## [Data shown]

....

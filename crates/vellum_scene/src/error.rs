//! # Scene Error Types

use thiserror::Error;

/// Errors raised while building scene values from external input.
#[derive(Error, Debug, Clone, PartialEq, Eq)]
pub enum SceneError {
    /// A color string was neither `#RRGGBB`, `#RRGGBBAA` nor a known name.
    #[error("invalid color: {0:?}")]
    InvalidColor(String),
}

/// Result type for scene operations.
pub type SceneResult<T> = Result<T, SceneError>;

....

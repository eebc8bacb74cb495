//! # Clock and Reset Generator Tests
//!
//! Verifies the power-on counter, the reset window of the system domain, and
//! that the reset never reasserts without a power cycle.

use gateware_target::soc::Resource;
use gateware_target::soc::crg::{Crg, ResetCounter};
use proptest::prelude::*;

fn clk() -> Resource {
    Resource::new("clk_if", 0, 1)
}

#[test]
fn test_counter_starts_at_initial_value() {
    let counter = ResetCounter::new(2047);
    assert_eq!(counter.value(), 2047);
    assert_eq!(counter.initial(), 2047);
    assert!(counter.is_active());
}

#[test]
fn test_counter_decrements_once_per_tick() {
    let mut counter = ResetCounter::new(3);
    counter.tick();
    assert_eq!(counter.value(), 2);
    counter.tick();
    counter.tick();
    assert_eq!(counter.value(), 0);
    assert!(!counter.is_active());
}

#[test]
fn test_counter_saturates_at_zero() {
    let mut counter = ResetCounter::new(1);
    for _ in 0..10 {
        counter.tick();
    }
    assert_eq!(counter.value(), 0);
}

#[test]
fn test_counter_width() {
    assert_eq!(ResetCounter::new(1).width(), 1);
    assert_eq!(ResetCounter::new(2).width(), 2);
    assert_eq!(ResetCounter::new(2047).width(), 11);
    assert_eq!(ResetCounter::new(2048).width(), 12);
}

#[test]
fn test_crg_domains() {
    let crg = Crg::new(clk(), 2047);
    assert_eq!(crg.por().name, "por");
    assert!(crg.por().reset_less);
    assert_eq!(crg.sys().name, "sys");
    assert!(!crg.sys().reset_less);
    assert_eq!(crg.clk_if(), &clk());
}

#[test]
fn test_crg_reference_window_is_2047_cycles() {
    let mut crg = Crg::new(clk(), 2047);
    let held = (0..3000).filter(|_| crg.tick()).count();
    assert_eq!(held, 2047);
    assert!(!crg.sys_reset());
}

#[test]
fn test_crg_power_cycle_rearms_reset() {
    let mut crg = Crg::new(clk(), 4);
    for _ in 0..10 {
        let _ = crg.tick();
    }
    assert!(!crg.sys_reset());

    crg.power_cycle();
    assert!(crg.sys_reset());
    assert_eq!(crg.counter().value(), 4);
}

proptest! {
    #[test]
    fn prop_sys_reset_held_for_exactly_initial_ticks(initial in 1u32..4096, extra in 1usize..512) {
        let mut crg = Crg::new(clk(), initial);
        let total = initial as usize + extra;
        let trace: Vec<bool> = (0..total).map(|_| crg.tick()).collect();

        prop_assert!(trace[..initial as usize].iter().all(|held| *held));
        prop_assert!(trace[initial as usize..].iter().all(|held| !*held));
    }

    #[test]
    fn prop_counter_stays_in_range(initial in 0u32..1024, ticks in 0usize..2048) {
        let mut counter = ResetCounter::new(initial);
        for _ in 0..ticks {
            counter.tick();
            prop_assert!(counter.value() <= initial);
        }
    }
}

....

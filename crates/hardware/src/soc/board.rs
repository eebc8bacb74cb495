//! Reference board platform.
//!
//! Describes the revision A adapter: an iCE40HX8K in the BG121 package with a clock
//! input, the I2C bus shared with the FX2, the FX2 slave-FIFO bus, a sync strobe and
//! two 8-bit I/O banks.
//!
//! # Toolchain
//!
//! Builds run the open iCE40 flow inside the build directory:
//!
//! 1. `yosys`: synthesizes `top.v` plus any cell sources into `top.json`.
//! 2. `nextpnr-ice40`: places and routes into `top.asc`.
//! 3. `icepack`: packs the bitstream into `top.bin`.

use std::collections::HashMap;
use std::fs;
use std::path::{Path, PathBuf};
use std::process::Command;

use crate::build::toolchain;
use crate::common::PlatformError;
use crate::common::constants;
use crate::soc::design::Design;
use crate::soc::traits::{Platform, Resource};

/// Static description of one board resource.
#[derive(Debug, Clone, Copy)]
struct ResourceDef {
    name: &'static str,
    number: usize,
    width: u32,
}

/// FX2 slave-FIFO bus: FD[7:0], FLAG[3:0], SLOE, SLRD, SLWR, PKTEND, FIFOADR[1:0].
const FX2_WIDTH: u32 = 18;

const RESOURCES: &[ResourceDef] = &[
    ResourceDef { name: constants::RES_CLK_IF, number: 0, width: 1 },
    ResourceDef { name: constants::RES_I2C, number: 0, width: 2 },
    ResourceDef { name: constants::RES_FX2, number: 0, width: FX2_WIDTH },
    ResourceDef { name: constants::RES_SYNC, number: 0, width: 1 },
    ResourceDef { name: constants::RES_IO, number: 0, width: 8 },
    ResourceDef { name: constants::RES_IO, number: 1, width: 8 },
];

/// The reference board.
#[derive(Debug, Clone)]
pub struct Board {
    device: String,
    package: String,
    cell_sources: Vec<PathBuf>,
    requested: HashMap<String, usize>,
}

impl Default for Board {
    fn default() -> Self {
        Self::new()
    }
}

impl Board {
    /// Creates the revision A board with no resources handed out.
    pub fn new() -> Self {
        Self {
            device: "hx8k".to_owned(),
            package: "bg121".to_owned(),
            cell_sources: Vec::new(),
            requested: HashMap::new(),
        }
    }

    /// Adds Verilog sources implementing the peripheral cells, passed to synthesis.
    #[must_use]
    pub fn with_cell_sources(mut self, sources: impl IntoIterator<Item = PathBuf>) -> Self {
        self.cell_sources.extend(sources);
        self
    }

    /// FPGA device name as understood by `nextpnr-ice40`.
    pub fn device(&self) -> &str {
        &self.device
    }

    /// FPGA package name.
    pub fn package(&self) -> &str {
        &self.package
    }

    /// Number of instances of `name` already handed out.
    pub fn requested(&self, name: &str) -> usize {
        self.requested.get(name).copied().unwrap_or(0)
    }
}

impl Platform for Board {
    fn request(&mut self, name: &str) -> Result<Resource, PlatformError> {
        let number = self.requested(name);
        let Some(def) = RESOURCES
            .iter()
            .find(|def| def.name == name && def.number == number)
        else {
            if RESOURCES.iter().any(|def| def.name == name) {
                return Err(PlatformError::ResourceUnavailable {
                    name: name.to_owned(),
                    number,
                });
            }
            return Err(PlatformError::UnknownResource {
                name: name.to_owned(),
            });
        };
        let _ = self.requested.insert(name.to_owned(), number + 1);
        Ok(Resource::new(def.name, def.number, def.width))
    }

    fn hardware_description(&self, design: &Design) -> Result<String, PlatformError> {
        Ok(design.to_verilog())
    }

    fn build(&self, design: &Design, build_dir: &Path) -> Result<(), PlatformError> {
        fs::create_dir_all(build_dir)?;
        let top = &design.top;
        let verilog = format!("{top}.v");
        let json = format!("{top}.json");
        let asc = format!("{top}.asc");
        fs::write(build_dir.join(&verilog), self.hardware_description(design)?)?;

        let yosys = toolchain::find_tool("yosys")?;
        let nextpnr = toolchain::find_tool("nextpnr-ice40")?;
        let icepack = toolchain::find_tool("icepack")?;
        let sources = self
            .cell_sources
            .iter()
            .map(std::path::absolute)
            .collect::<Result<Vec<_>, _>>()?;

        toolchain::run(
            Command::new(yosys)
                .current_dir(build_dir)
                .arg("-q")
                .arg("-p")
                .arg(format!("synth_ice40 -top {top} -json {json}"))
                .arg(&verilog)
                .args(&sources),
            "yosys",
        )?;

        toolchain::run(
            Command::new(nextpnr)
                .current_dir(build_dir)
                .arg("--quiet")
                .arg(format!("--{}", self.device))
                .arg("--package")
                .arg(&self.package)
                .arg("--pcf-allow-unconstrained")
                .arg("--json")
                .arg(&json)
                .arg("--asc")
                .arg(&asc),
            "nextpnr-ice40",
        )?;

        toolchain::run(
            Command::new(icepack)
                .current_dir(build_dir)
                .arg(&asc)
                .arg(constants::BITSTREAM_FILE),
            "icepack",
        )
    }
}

....

Copy the records above exactly, beginning at the line that contains "filename crates/vellum_scene/src/error.rs" and stopping after the line that contains "pub type SceneResult<T>".

filename crates/vellum_scene/src/error.rs
//! # Scene Error Types

use thiserror::Error;

/// Errors raised while building scene values from external input.
#[derive(Error, Debug, Clone, PartialEq, Eq)]
pub enum SceneError {
    /// A color string was neither `#RRGGBB`, `#RRGGBBAA` nor a known name.
    #[error("invalid color: {0:?}")]
    InvalidColor(String),
}

/// Result type for scene operations.
pub type SceneResult<T> = Result<T, SceneError>;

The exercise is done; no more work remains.